The problem that I have is that a lot of gamers don’t seem to have a problem because it will be fixed later and they have a go at critics because they analyse the game in its current state at launch. For example the latest game to have problems was Halo MCC and Gamespot gave it 6 out of 10 due to the fact that the multiplayer servers are not working properly. The community however did not like this because the campaigns are good and all that, but do not acknowledge the fact that the game is in an unpolished state even though they had a day one patch that was a massive 15GB.
 
 
It even becomes a problem after the launch of a game like the latest one to be hit by a game breaking bug was Alien Isolation on the PS4, I bought this game about a few weeks ago and when I put it in the system it did a usual patch for the game, this is expected. What is not expected is that there is certain mission where the game will crash and you can no longer progress in the game, and it was the patch that broke the game. Excuse for thinking in an old fashioned manner, but aren’t patches meant to fix games and not make them worse?

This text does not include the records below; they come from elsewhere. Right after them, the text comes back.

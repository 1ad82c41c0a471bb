use crate::commands::command_error::CommandError;

/// What a command hands back to the executor.
#[derive(Debug, PartialEq)]
pub enum CommandResult {
    /// Nothing is written back, either because the command replies on its own
    /// schedule (PSYNC) or because the protocol expects silence (REPLCONF ACK).
    NoResponse,
    /// RESP-encoded reply.
    Response(String),
}

/// A command split into its upper-cased name and its arguments.
#[derive(Debug, PartialEq, Clone)]
pub struct CommandHandler {
    pub name: String,
    pub arguments: Vec<String>,
}

impl CommandHandler {
    pub fn new(mut input: Vec<String>) -> Result<Self, CommandError> {
        if input.is_empty() {
            return Err(CommandError::InvalidCommand);
        }

        let name = input.remove(0).to_uppercase();

        Ok(Self {
            name,
            arguments: input,
        })
    }

    /// The full command, name first, as it would be sent on the wire.
    pub fn to_vec(&self) -> Vec<String> {
        let mut command = Vec::with_capacity(self.arguments.len() + 1);
        command.push(self.name.clone());
        command.extend(self.arguments.iter().cloned());
        command
    }
}
use bytes::{BufMut, Bytes, BytesMut};
use jiff::Timestamp;

use crate::{
    key_value_store::Value,
    rdb::{
        encoding::{write_length, write_string},
        opcode::{
            DATABASE_OPCODE, END_OF_FILE_OPCODE, EXPIRATION_MILLISECONDS_OPCODE, LIST_VALUE_TYPE,
            MAGIC_STRING, METADATA_OPCODE, RDB_VERSION, RESIZE_DB_OPCODE, STRING_VALUE_TYPE,
        },
    },
};

/// Streaming snapshot encoder.
///
/// Output accumulates in an internal buffer that callers drain with
/// [`RdbWriter::take`] whenever they want to flush a chunk somewhere.
pub struct RdbWriter {
    buffer: BytesMut,
}

impl Default for RdbWriter {
    fn default() -> Self {
        Self::new()
    }
}

impl RdbWriter {
    /// Starts a snapshot with the header and the auxiliary fields.
    pub fn new() -> Self {
        let mut buffer = BytesMut::with_capacity(4096);
        buffer.put_slice(MAGIC_STRING.as_bytes());
        buffer.put_slice(RDB_VERSION.as_bytes());

        let mut writer = Self { buffer };
        writer.write_metadata("redis-ver", "7.0.0");
        writer.write_metadata("redis-bits", "64");
        writer.write_metadata("ctime", &Timestamp::now().as_second().to_string());

        writer
    }

    fn write_metadata(&mut self, key: &str, value: &str) {
        self.buffer.put_u8(METADATA_OPCODE);
        write_string(&mut self.buffer, key);
        write_string(&mut self.buffer, value);
    }

    pub fn begin_partition(&mut self, index: usize, key_count: usize, ttl_count: usize) {
        self.buffer.put_u8(DATABASE_OPCODE);
        write_length(&mut self.buffer, index);
        self.buffer.put_u8(RESIZE_DB_OPCODE);
        write_length(&mut self.buffer, key_count);
        write_length(&mut self.buffer, ttl_count);
    }

    pub fn write_entry(&mut self, key: &str, value: &Value, expires_at: Option<i64>) {
        if let Some(at) = expires_at {
            self.buffer.put_u8(EXPIRATION_MILLISECONDS_OPCODE);
            self.buffer.put_u64_le(at.max(0) as u64);
        }

        match value {
            Value::String(s) => {
                self.buffer.put_u8(STRING_VALUE_TYPE);
                write_string(&mut self.buffer, key);
                write_string(&mut self.buffer, s);
            }
            Value::List(items) => {
                self.buffer.put_u8(LIST_VALUE_TYPE);
                write_string(&mut self.buffer, key);
                write_length(&mut self.buffer, items.len());

                for item in items {
                    write_string(&mut self.buffer, item);
                }
            }
        }
    }

    /// Writes the end marker. The checksum is left as zero, meaning "not computed".
    pub fn end(&mut self) {
        self.buffer.put_u8(END_OF_FILE_OPCODE);
        self.buffer.put_u64(0);
    }

    pub fn take(&mut self) -> Bytes {
        self.buffer.split().freeze()
    }
}
mod command_dispatcher;
mod command_error;
mod command_handler;
mod command_utils;
mod debug;
mod del;
mod echo;
mod flushall;
mod get;
mod info;
mod llen;
mod lpop;
mod lrange;
mod pexpireat;
mod ping;
mod psync;
mod pub_sub;
mod replconf;
mod replicaof;
mod rpush_and_lpush;
mod save;
mod select;
mod set;

pub use command_dispatcher::{dispatch, lookup, CommandFlags, CommandSpec};
pub use command_error::CommandError;
pub use command_handler::{CommandHandler, CommandResult};
pub use pub_sub::PubSub;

Give them their due they did respond very quickly to their consumers and they are trying to roll out another patch to fix the problem, let’s hope it is soon because I’ve enjoyed of what I’ve played so far.
 
 
Now we have the big one from Ubisoft Assassin’s Creed Unity the game has been having frame rate problems across all three platforms although surprisingly it has been performing the best on the Xbox One, this is another unacceptable case especially when in some cases the frame rates drop down to 15FPS that is unplayable and it should not be happening in professional triple A gaming. According to fans of the series there is a very simple fix to the problem all you have to do is disconnect the game from the internet and it will start to play at a smooth frame rate, so what Ubisoft are making you do is play a singleplayer game online didn’t they not learn from Blizzard and Diablo III that you’ll still get latency issues even if you’re playing solo. When I’m playing a singleplayer game I don’t want to be connected to a server and have my character gliding along like he or she is on roller skates.
 
People say that we didn’t have the luxury of updates and patches and games were more glitched and buggy, but they were nowhere near as unfinished and unpolished states compared to more recent releases I get that the games are getting bigger and more complex to make, but if it’s not finished delay the game.
 
 
However this is not the first time in the gaming industry that this has happened let’s take a journey back to the early 80’s with the world of Atari. In 1983 the video game industry crashed due to lack of quality control because anyone with the know how could produce a game on the Atari 2600 and due to this there were a bloated amount of games and back then there weren’t really any reviews to go by because the video game journalist industry was non existent at that point. The only way you could find out that a game was good was word of mouth. The major game that caused the crash was the famous game E.T. but games like PAC-MAN for the 2600 was another game because it was ungodly mess and completely not finished with flickering ghosts and ear grating noises.
 
Although at the point of this published editorial the games are more stable than they were at release, but what I’m saying is that it is unacceptable to take a dump on your consumers by releasing a bug infested and unfinished mess that you like to call a video game. If you don’t want to lose you customers then give them the best product that you can deliver and if it doesn’t work delay for another six months.
 
The point I’m trying to put across in this short editorial is that don’t let another video game crash happen because if you keep up with this behaviour triple A publishers then you’ll run this industry into the ground and who knows maybe Nintendo will save it again.